(Stored data)

※ ※ ※

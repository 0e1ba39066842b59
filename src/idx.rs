//! IDX binary encoding.
//!
//! Label files hold a big-endian `i32` magic `0x00000801`, an `i32` count
//! and one byte per label. Image files hold the magic `0x00000803`, `i32`
//! count, height and width, then the raw pixel bytes of every image in
//! row-major order. Multi-channel images are written interleaved with no
//! channel field; readers infer it from the payload length.

use std::fs::{self, File};
use std::io::{BufReader, BufWriter, Read, Write};
use std::path::{Path, PathBuf};

use crate::error::{Error, Result};
use crate::materialize::ImageShape;

/// Magic number of an IDX label file (unsigned byte, one dimension).
pub const LABEL_MAGIC: i32 = 0x0000_0801;

/// Magic number of an IDX image file (unsigned byte, three dimensions).
pub const IMAGE_MAGIC: i32 = 0x0000_0803;

/// Default output directory.
pub const DEFAULT_OUTPUT_DIR: &str = "convert_MNIST";

/// File name of the training images.
pub const TRAIN_IMAGES: &str = "train-images-idx3-ubyte";
/// File name of the training labels.
pub const TRAIN_LABELS: &str = "train-labels-idx1-ubyte";
/// File name of the test images.
pub const TEST_IMAGES: &str = "t10k-images-idx3-ubyte";
/// File name of the test labels.
pub const TEST_LABELS: &str = "t10k-labels-idx1-ubyte";

/// Images and labels of one partition, ready to encode.
#[derive(Debug, Clone, Default, PartialEq, Eq)]
pub struct IdxDataset {
    /// Shape of every image.
    pub shape: ImageShape,
    /// One label per image.
    pub labels: Vec<u8>,
    /// `labels.len() * shape.image_len()` pixel bytes.
    pub pixels: Vec<u8>,
}

impl IdxDataset {
    /// Number of images.
    #[must_use]
    pub fn len(&self) -> usize {
        self.labels.len()
    }

    /// Check if the partition holds no images.
    #[must_use]
    pub fn is_empty(&self) -> bool {
        self.labels.is_empty()
    }

    /// Pixels of the image at `index`.
    #[must_use]
    pub fn image(&self, index: usize) -> Option<&[u8]> {
        let len = self.shape.image_len();
        self.pixels.get(index * len..(index + 1) * len)
    }
}

/// The pair of files written for one partition.
#[derive(Debug, Clone, PartialEq, Eq)]
pub struct IdxPair {
    /// Image file path.
    pub images: PathBuf,
    /// Label file path.
    pub labels: PathBuf,
}

/// Fixed output locations below an output directory.
#[derive(Debug, Clone, PartialEq, Eq)]
pub struct OutputPaths {
    /// Training pair.
    pub train: IdxPair,
    /// Test pair.
    pub test: IdxPair,
}

impl OutputPaths {
    /// Output paths under `dir`.
    #[must_use]
    pub fn new(dir: impl AsRef<Path>) -> Self {
        let dir = dir.as_ref();
        Self {
            train: IdxPair {
                images: dir.join(TRAIN_IMAGES),
                labels: dir.join(TRAIN_LABELS),
            },
            test: IdxPair {
                images: dir.join(TEST_IMAGES),
                labels: dir.join(TEST_LABELS),
            },
        }
    }
}

impl Default for OutputPaths {
    fn default() -> Self {
        Self::new(DEFAULT_OUTPUT_DIR)
    }
}

fn header_field(field: &'static str, value: usize) -> Result<[u8; 4]> {
    i32::try_from(value)
        .map(i32::to_be_bytes)
        .map_err(|_| Error::HeaderOverflow { field, value })
}

fn label_header(labels: &[u8]) -> Result<[u8; 8]> {
    let mut header = [0u8; 8];
    header[..4].copy_from_slice(&LABEL_MAGIC.to_be_bytes());
    header[4..].copy_from_slice(&header_field("count", labels.len())?);
    Ok(header)
}

fn image_header(dataset: &IdxDataset) -> Result<[u8; 16]> {
    let mut header = [0u8; 16];
    header[..4].copy_from_slice(&IMAGE_MAGIC.to_be_bytes());
    header[4..8].copy_from_slice(&header_field("count", dataset.len())?);
    header[8..12].copy_from_slice(&header_field("height", dataset.shape.height)?);
    header[12..].copy_from_slice(&header_field("width", dataset.shape.width)?);
    Ok(header)
}

/// Write a label file body to `w`.
pub fn write_labels<W: Write>(w: &mut W, labels: &[u8]) -> Result<()> {
    w.write_all(&label_header(labels)?)?;
    w.write_all(labels)?;
    Ok(())
}

/// Write an image file body to `w`.
pub fn write_images<W: Write>(w: &mut W, dataset: &IdxDataset) -> Result<()> {
    w.write_all(&image_header(dataset)?)?;
    w.write_all(&dataset.pixels)?;
    Ok(())
}

fn create(path: &Path) -> Result<BufWriter<File>> {
    if let Some(parent) = path.parent() {
        if !parent.as_os_str().is_empty() {
            fs::create_dir_all(parent)?;
        }
    }
    Ok(BufWriter::new(File::create(path)?))
}

/// Write a label file, replacing any existing file at `path`.
///
/// Header fields are checked before the file is touched.
pub fn write_label_file(path: &Path, labels: &[u8]) -> Result<()> {
    let header = label_header(labels)?;
    let mut w = create(path)?;
    w.write_all(&header)?;
    w.write_all(labels)?;
    w.flush()?;
    Ok(())
}

/// Write an image file, replacing any existing file at `path`.
///
/// Header fields are checked before the file is touched.
pub fn write_image_file(path: &Path, dataset: &IdxDataset) -> Result<()> {
    let header = image_header(dataset)?;
    let mut w = create(path)?;
    w.write_all(&header)?;
    w.write_all(&dataset.pixels)?;
    w.flush()?;
    Ok(())
}

/// Write both files of a partition.
///
/// Neither file is written when either header is out of range.
pub fn write_pair(pair: &IdxPair, dataset: &IdxDataset) -> Result<()> {
    label_header(&dataset.labels)?;
    image_header(dataset)?;
    write_label_file(&pair.labels, &dataset.labels)?;
    write_image_file(&pair.images, dataset)?;
    log::info!(
        "Wrote {} samples to {} and {}",
        dataset.len(),
        pair.labels.display(),
        pair.images.display()
    );
    Ok(())
}

fn read_i32<R: Read>(r: &mut R) -> Result<i32> {
    let mut buf = [0u8; 4];
    r.read_exact(&mut buf)?;
    Ok(i32::from_be_bytes(buf))
}

fn read_magic<R: Read>(r: &mut R, expected: i32) -> Result<()> {
    let found = read_i32(r)?;
    if found != expected {
        return Err(Error::BadMagic { expected, found });
    }
    Ok(())
}

fn read_dim<R: Read>(r: &mut R) -> Result<usize> {
    let value = read_i32(r)?;
    usize::try_from(value).map_err(|_| Error::Dataset(format!("Negative IDX dimension: {value}")))
}

/// Read a label file body from `r`.
pub fn read_labels<R: Read>(r: &mut R) -> Result<Vec<u8>> {
    read_magic(r, LABEL_MAGIC)?;
    let count = read_dim(r)?;

    let mut labels = Vec::new();
    r.read_to_end(&mut labels)?;
    if labels.len() != count {
        return Err(Error::Truncated {
            expected: count,
            found: labels.len(),
        });
    }
    Ok(labels)
}

/// Read an image file body from `r`.
///
/// The channel count is inferred from the payload length; an empty file
/// reports one channel.
pub fn read_images<R: Read>(r: &mut R) -> Result<IdxDataset> {
    read_magic(r, IMAGE_MAGIC)?;
    let count = read_dim(r)?;
    let height = read_dim(r)?;
    let width = read_dim(r)?;

    let mut pixels = Vec::new();
    r.read_to_end(&mut pixels)?;

    let plane = count
        .checked_mul(height)
        .and_then(|n| n.checked_mul(width))
        .ok_or_else(|| Error::Dataset(format!("IDX dimensions too large: {count}x{height}x{width}")))?;
    let channels = if plane == 0 { 1 } else { pixels.len() / plane };
    if channels == 0 || pixels.len() != plane * channels {
        return Err(Error::Truncated {
            expected: plane * channels.max(1),
            found: pixels.len(),
        });
    }

    Ok(IdxDataset {
        shape: ImageShape::new(height, width, channels),
        labels: vec![0; count],
        pixels,
    })
}

/// Read a label file.
pub fn read_label_file(path: &Path) -> Result<Vec<u8>> {
    read_labels(&mut BufReader::new(File::open(path)?))
}

/// Read an image file. Labels of the returned dataset are zeroed.
pub fn read_image_file(path: &Path) -> Result<IdxDataset> {
    read_images(&mut BufReader::new(File::open(path)?))
}

/// Read a label/image pair back into one dataset.
pub fn read_pair(pair: &IdxPair) -> Result<IdxDataset> {
    let labels = read_label_file(&pair.labels)?;
    let mut dataset = read_image_file(&pair.images)?;
    if labels.len() != dataset.len() {
        return Err(Error::Dataset(format!(
            "{} holds {} labels but {} holds {} images",
            pair.labels.display(),
            labels.len(),
            pair.images.display(),
            dataset.len()
        )));
    }
    dataset.labels = labels;
    Ok(dataset)
}

#[cfg(test)]
mod tests {
    use super::*;
    use std::io::Cursor;

    fn dataset(count: usize, shape: ImageShape) -> IdxDataset {
        IdxDataset {
            shape,
            labels: (0..count).map(|i| (i % 10) as u8).collect(),
            pixels: (0..count * shape.image_len()).map(|i| (i % 251) as u8).collect(),
        }
    }

    #[test]
    fn test_label_header_layout() {
        let mut buf = Vec::new();
        write_labels(&mut buf, &[3, 1, 4]).unwrap();
        assert_eq!(buf, vec![0u8, 0, 8, 1, 0, 0, 0, 3, 3, 1, 4]);
    }

    #[test]
    fn test_image_header_layout() {
        let ds = dataset(2, ImageShape::new(2, 3, 1));
        let mut buf = Vec::new();
        write_images(&mut buf, &ds).unwrap();

        assert_eq!(&buf[..16], &[0u8, 0, 8, 3, 0, 0, 0, 2, 0, 0, 0, 2, 0, 0, 0, 3]);
        assert_eq!(&buf[16..], ds.pixels.as_slice());
    }

    #[test]
    fn test_empty_partition_header() {
        let ds = IdxDataset {
            shape: ImageShape::new(28, 28, 1),
            ..IdxDataset::default()
        };
        let mut buf = Vec::new();
        write_images(&mut buf, &ds).unwrap();
        assert_eq!(buf.len(), 16);

        let back = read_images(&mut Cursor::new(buf)).unwrap();
        assert!(back.is_empty());
        assert_eq!(back.shape, ImageShape::new(28, 28, 1));
    }

    #[test]
    fn test_labels_read_back() {
        let mut buf = Vec::new();
        write_labels(&mut buf, &[0, 1, 1, 0, 9]).unwrap();
        assert_eq!(read_labels(&mut Cursor::new(buf)).unwrap(), vec![0, 1, 1, 0, 9]);
    }

    #[test]
    fn test_rgb_channels_inferred() {
        let ds = dataset(4, ImageShape::new(5, 6, 3));
        let mut buf = Vec::new();
        write_images(&mut buf, &ds).unwrap();

        let back = read_images(&mut Cursor::new(buf)).unwrap();
        assert_eq!(back.shape, ImageShape::new(5, 6, 3));
        assert_eq!(back.pixels, ds.pixels);
        assert_eq!(back.image(1), ds.image(1));
    }

    #[test]
    fn test_bad_magic() {
        let mut buf = Vec::new();
        write_labels(&mut buf, &[1]).unwrap();
        let err = read_images(&mut Cursor::new(buf)).unwrap_err();
        assert!(matches!(
            err,
            Error::BadMagic { expected: IMAGE_MAGIC, found: LABEL_MAGIC }
        ));
    }

    #[test]
    fn test_truncated_labels() {
        let mut buf = Vec::new();
        write_labels(&mut buf, &[1, 2, 3]).unwrap();
        buf.pop();
        let err = read_labels(&mut Cursor::new(buf)).unwrap_err();
        assert!(matches!(err, Error::Truncated { expected: 3, found: 2 }));
    }

    #[test]
    fn test_pair_on_disk() {
        let dir = tempfile::tempdir().unwrap();
        let paths = OutputPaths::new(dir.path().join("out"));
        let ds = dataset(3, ImageShape::new(2, 2, 1));

        write_pair(&paths.train, &ds).unwrap();
        assert_eq!(read_pair(&paths.train).unwrap(), ds);
        assert!(!paths.test.labels.exists());
    }

    #[test]
    fn test_overwrites_existing_file() {
        let dir = tempfile::tempdir().unwrap();
        let path = dir.path().join(TRAIN_LABELS);
        fs::write(&path, vec![0xAA; 64]).unwrap();

        write_label_file(&path, &[7]).unwrap();
        assert_eq!(fs::read(&path).unwrap(), vec![0u8, 0, 8, 1, 0, 0, 0, 1, 7]);
    }

    #[cfg(target_pointer_width = "64")]
    #[test]
    fn test_header_overflow_leaves_file_untouched() {
        let dir = tempfile::tempdir().unwrap();
        let path = dir.path().join(TRAIN_IMAGES);
        fs::write(&path, b"previous").unwrap();

        let ds = IdxDataset {
            shape: ImageShape::new(1 << 31, 1, 1),
            ..IdxDataset::default()
        };
        let err = write_image_file(&path, &ds).unwrap_err();
        assert!(matches!(
            err,
            Error::HeaderOverflow { field: "height", value } if value == 1 << 31
        ));
        assert_eq!(fs::read(&path).unwrap(), b"previous");

        let missing = dir.path().join("out").join(TEST_IMAGES);
        assert!(write_image_file(&missing, &ds).is_err());
        assert!(!missing.exists());
        assert!(!dir.path().join("out").exists());
    }

    #[cfg(target_pointer_width = "64")]
    #[test]
    fn test_pair_header_overflow_writes_nothing() {
        let dir = tempfile::tempdir().unwrap();
        let paths = OutputPaths::new(dir.path());
        let ds = IdxDataset {
            shape: ImageShape::new(1, 1 << 31, 1),
            ..IdxDataset::default()
        };

        let err = write_pair(&paths.train, &ds).unwrap_err();
        assert!(matches!(err, Error::HeaderOverflow { field: "width", .. }));
        assert!(!paths.train.labels.exists());
        assert!(!paths.train.images.exists());
    }

    #[test]
    fn test_output_paths() {
        let paths = OutputPaths::default();
        assert_eq!(paths.train.images, Path::new("convert_MNIST/train-images-idx3-ubyte"));
        assert_eq!(paths.train.labels, Path::new("convert_MNIST/train-labels-idx1-ubyte"));
        assert_eq!(paths.test.images, Path::new("convert_MNIST/t10k-images-idx3-ubyte"));
        assert_eq!(paths.test.labels, Path::new("convert_MNIST/t10k-labels-idx1-ubyte"));
    }
}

※ ※ ※

● Goal of the exercise
Retrieve each line of the data in which the word "exists" can be found.

● Expected output
        assert!(!paths.test.labels.exists());
        assert!(!missing.exists());
        assert!(!dir.path().join("out").exists());
        assert!(!paths.train.labels.exists());
        assert!(!paths.train.images.exists());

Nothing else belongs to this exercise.